The US DoD and the GSA Join the Liberty Project

An anonymous reader writes "The Liberty Alliance Project announced today that the U.S. General Services Administration (GSA) and the U.S. Department of Defense (DoD) have joined the Liberty Alliance in its pursuit to develop open and interoperable standards for electronically managing identity information."

8 of 182 comments (clear)

  1. Great! by asparagus · · Score: 3, Interesting

    The government's going to replace travelocity.com!

    My travel worries are over!

    Seriously, this stuff scares the crap out of me.

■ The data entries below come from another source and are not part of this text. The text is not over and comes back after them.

//! Parsing resource text into properties.

use std::path::Path;

use bindery_core::Properties;
use serde_json::{Map, Number, Value};

use crate::error::{LoaderError, LoaderResult};
use crate::resource::Resource;

/// Supported configuration file formats.
#[derive(Clone, Copy, Debug, PartialEq, Eq, Hash)]
pub enum Format {
    /// `key=value` lines.
    Properties,
    /// A JSON object.
    Json,
    /// A TOML document.
    Toml,
}

impl Format {
    /// Every format, in the order the loader tries them.
    pub const ALL: [Format; 3] = [Format::Properties, Format::Json, Format::Toml];

    /// File extension without the dot.
    #[must_use]
    pub fn extension(self) -> &'static str {
        match self {
            Self::Properties => "properties",
            Self::Json => "json",
            Self::Toml => "toml",
        }
    }

    /// Picks the format from the extension of `name`.
    #[must_use]
    pub fn from_name(name: &str) -> Option<Self> {
        let extension = Path::new(name).extension()?.to_str()?;
        Self::ALL
            .into_iter()
            .find(|format| format.extension().eq_ignore_ascii_case(extension))
    }

    /// Parses `resource` into a flat property store.
    ///
    /// # Errors
    ///
    /// Returns the syntax error of the format, or [`LoaderError::Store`] when
    /// keys conflict.
    pub fn parse(self, resource: &Resource) -> LoaderResult<Properties> {
        let name = resource.name();
        let text = resource.content();
        let document = match self {
            Self::Properties => return parse_properties(name, text),
            Self::Json => serde_json::from_str(text).map_err(|source| LoaderError::Json {
                name: name.to_owned(),
                source,
            })?,
            Self::Toml => {
                let table: toml::Table = text.parse().map_err(|source| LoaderError::Toml {
                    name: name.to_owned(),
                    source,
                })?;
                toml_to_json(toml::Value::Table(table))
            }
        };
        let mut properties = Properties::new();
        properties
            .extend_json("", &document)
            .map_err(|source| store_error(name, source))?;
        Ok(properties)
    }
}

fn store_error(name: &str, source: bindery_core::Error) -> LoaderError {
    LoaderError::Store {
        name: name.to_owned(),
        source,
    }
}

fn parse_properties(name: &str, text: &str) -> LoaderResult<Properties> {
    let mut properties = Properties::new();
    for (index, line) in text.lines().enumerate() {
        let line = line.trim();
        if line.is_empty() || line.starts_with('#') || line.starts_with('!') {
            continue;
        }
        let Some(split) = line.find(['=', ':']) else {
            return Err(LoaderError::PropertiesSyntax {
                name: name.to_owned(),
                line: index + 1,
            });
        };
        let key = line[..split].trim();
        let value = line[split + 1..].trim();
        properties
            .set(key, value)
            .map_err(|source| store_error(name, source))?;
    }
    Ok(properties)
}

fn toml_to_json(value: toml::Value) -> Value {
    match value {
        toml::Value::String(text) => Value::String(text),
        toml::Value::Integer(int) => Value::from(int),
        toml::Value::Float(float) => {
            Number::from_f64(float).map_or_else(|| Value::String(float.to_string()), Value::Number)
        }
        toml::Value::Boolean(flag) => Value::Bool(flag),
        toml::Value::Datetime(datetime) => Value::String(datetime.to_string()),
        toml::Value::Array(items) => Value::Array(items.into_iter().map(toml_to_json).collect()),
        toml::Value::Table(table) => Value::Object(
            table
                .into_iter()
                .map(|(key, value)| (key, toml_to_json(value)))
                .collect::<Map<_, _>>(),
        ),
    }
}

#[cfg(test)]
mod tests {
    use super::*;
    use bindery_core::PropertySource;

    #[test]
    fn format_follows_extension() {
        assert_eq!(Format::from_name("config/app.TOML"), Some(Format::Toml));
        assert_eq!(Format::from_name("app.properties"), Some(Format::Properties));
        assert_eq!(Format::from_name("app.yaml"), None);
        assert_eq!(Format::from_name("app"), None);
    }

    #[test]
    fn properties_lines_skip_comments() {
        let resource = Resource::new(
            "app.properties",
            "# comment\n! also comment\n\nserver.port = 8080\nserver.host: localhost\nurl=http://x?a=b\n",
        );
        let props = Format::Properties.parse(&resource).unwrap();
        assert_eq!(props.get("server.port"), Some("8080"));
        assert_eq!(props.get("server.host"), Some("localhost"));
        assert_eq!(props.get("url"), Some("http://x?a=b"));
    }

    #[test]
    fn properties_syntax_errors_name_the_line() {
        let resource = Resource::new("bad.properties", "a=1\nnot a pair\n");
        let err = Format::Properties.parse(&resource).expect_err("no separator");
        assert!(matches!(err, LoaderError::PropertiesSyntax { line: 2, .. }));
        assert_eq!(err.to_string(), "bad.properties:2: expected `key=value` or `key: value`");
    }

    #[test]
    fn toml_tables_and_arrays_flatten() {
        let resource = Resource::new(
            "app.toml",
            "[server]\nport = 8080\nratio = 0.5\nhosts = [\"a\", \"b\"]\n\n[[users]]\nname = \"ann\"\n",
        );
        let props = Format::Toml.parse(&resource).unwrap();
        assert_eq!(props.get("server.port"), Some("8080"));
        assert_eq!(props.get("server.ratio"), Some("0.5"));
        assert_eq!(props.get("server.hosts[1]"), Some("b"));
        assert_eq!(props.get("users[0].name"), Some("ann"));
    }

    #[test]
    fn json_objects_flatten() {
        let resource = Resource::new("app.json", r#"{"db": {"pool": {"size": 4}, "ssl": true}}"#);
        let props = Format::Json.parse(&resource).unwrap();
        assert_eq!(props.get("db.pool.size"), Some("4"));
        assert_eq!(props.get("db.ssl"), Some("true"));

        let err = Format::Json
            .parse(&Resource::new("broken.json", "{"))
            .expect_err("malformed");
        assert!(matches!(err, LoaderError::Json { .. }));
    }
}
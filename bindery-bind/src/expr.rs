//! Boolean expressions over a bound value, as used by the `expr` validator.

use evalexpr::{ContextWithMutableVariables, HashMapContext, Value as ExprValue};
use serde_json::Value;

use bindery_core::BoxError;

use crate::registry::Validator;

/// Identifier `$` is rewritten to before evaluation.
const VALUE_IDENT: &str = "value";

/// Evaluates `expression` to a boolean.
///
/// When `value` is given, every `$` outside string literals refers to it.
/// JSON numbers, strings, booleans and arrays map onto expression values;
/// objects and `null` become the empty value.
///
/// # Errors
///
/// Returns the evaluation error when the expression is malformed or does not
/// produce a boolean.
pub fn eval_bool(expression: &str, value: Option<&Value>) -> Result<bool, BoxError> {
    let mut context = HashMapContext::new();
    let source = match value {
        Some(value) => {
            context
                .set_value(VALUE_IDENT.into(), to_expr(value))
                .map_err(|err| err.to_string())?;
            substitute_dollar(expression)
        }
        None => expression.to_owned(),
    };
    evalexpr::eval_boolean_with_context(&source, &context).map_err(|err| {
        BoxError::from(format!("cannot evaluate `{expression}`: {err}"))
    })
}

fn substitute_dollar(expression: &str) -> String {
    let mut out = String::with_capacity(expression.len() + 8);
    let mut in_string = false;
    let mut escaped = false;
    for c in expression.chars() {
        match c {
            '$' if !in_string => out.push_str(VALUE_IDENT),
            '"' if !escaped => {
                in_string = !in_string;
                out.push(c);
            }
            _ => out.push(c),
        }
        escaped = in_string && c == '\\' && !escaped;
    }
    out
}

fn to_expr(value: &Value) -> ExprValue {
    match value {
        Value::Null | Value::Object(_) => ExprValue::Empty,
        Value::Bool(b) => ExprValue::Boolean(*b),
        Value::Number(n) => match n.as_i64() {
            Some(i) => ExprValue::Int(i),
            None => ExprValue::Float(n.as_f64().unwrap_or(f64::NAN)),
        },
        Value::String(s) => ExprValue::String(s.clone()),
        Value::Array(items) => ExprValue::Tuple(items.iter().map(to_expr).collect()),
    }
}

/// Validator registered as `expr`: the rule is a boolean expression over `$`.
#[derive(Clone, Copy, Debug, Default)]
pub struct ExprValidator;

impl Validator for ExprValidator {
    fn validate(&self, rule: &str, value: &Value) -> Result<bool, BoxError> {
        eval_bool(rule, Some(value))
    }
}

#[cfg(test)]
mod tests {
    use super::*;
    use serde_json::json;

    #[test]
    fn dollar_refers_to_the_value() {
        assert!(eval_bool("$ > 3", Some(&json!(5))).unwrap());
        assert!(!eval_bool("$ > 3 && $ < 5", Some(&json!(7))).unwrap());
        assert!(eval_bool("$ == 2.5", Some(&json!(2.5))).unwrap());
        assert!(eval_bool("len($) == 2", Some(&json!(["a", "b"]))).unwrap());
    }

    #[test]
    fn dollar_inside_string_literals_is_kept() {
        assert!(eval_bool(r#"$ == "a$b""#, Some(&json!("a$b"))).unwrap());
        assert!(eval_bool(r#"$ == "q\"$""#, Some(&json!("q\"$"))).unwrap());
    }

    #[test]
    fn expressions_without_value() {
        assert!(eval_bool("1 + 1 == 2", None).unwrap());
        assert!(eval_bool("1 +", None).is_err());
        assert!(eval_bool("1 + 1", None).is_err());
    }

    #[test]
    fn validator_delegates_to_eval() {
        let validator = ExprValidator;
        assert!(validator.validate("$ != \"\"", &json!("x")).unwrap());
        assert!(!validator.validate("$", &json!(false)).unwrap());
    }
}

    How long until you need to sign up for the Federal Identify Network to get a credit card? A drivers license? A job?

    -Brett

    1. Re:Great! by rusty0101 · · Score: 5, Interesting

      As Heinlein pointed out through Lazarus Long,

      "When a place gets crowded enough to require ID's, social collapse is not far away. It is time to go elsewhere. The best thing about spce travel is that it made it possible to go elsewhere."

      Other useful quotes at http://www.musespace.com/musings/quotes/lazaruslon g.html

      --
      You never know...
  2. My Identity Dream by argoff · · Score: 4, Interesting

    I dream that I will be able to get health insurence, open bank accounts, go to college, get a job, and retire without using that *** ** **** social security number. I dream that we get rid of it and the ponzi retirement scheme that comes along with it.

    I dream that my license will actually be linked to my prooven ability to drive safely, and not other issues like child support or failure to file state taxes, drinking a beer in the dorms, etc.... And that I won't be tracked and stored in massive centralized gov databases that have almost always prooven to be totally screwed up. (getting rid of frivolous tickets wile you're at it would be nice too)

    I dream that I won't be harassed when I try to buy beer, ciggarates, and spray paint (one time I was even carded because I tried to buy a cigarette lighter).

    I dream that my right to bear arms won't be nickled and dimed to death by people wanting to register me in govt databases like the Nazi's had before they confiscated all privately owned guns from its citizens.

    I dream that my credit will only be checked when I want a loan from the bank, and not when I just want a debit card, not when a bank wants to send me a credit card offer that I half to shred before I throw out, and not when I try to get auto insurance.

    Can you think of any others...

  3. complainers by Anonymous Coward · · Score: 4, Interesting

    When Microsoft introduced Passport, everyone complained. When Government announced support for a system that is a credible alternative to Passport, everyone complains again.

    Idiots.

    Would you rather government mandated Microsoft Passport?

    A system that allows you to login only once is desired in the market place. A standard is desired. This market demand will be fulfilled whether you like it or not. Which entity do you trust the most to implement this standard? Or are you naive enough to think that we won't have a federated identity on the net in the near future?

  4. Okay, here's the poop by Anonymous Coward · · Score: 5, Interesting
    The government has lately become very VERY interested in making itself more accessible to the citizenry (G2C) and to business (G2B) via web services. Lots of federal/state/local government agencies provide certain services to end users, but these services do not work together and you have to deal with each one of them, and their idiosyncracies, separately. In the government this is known as "stovepiping" (each agency maintains its own separate stove pipe). And that's a very bad thing for being an efficient, useful organization to its customers (the citizens).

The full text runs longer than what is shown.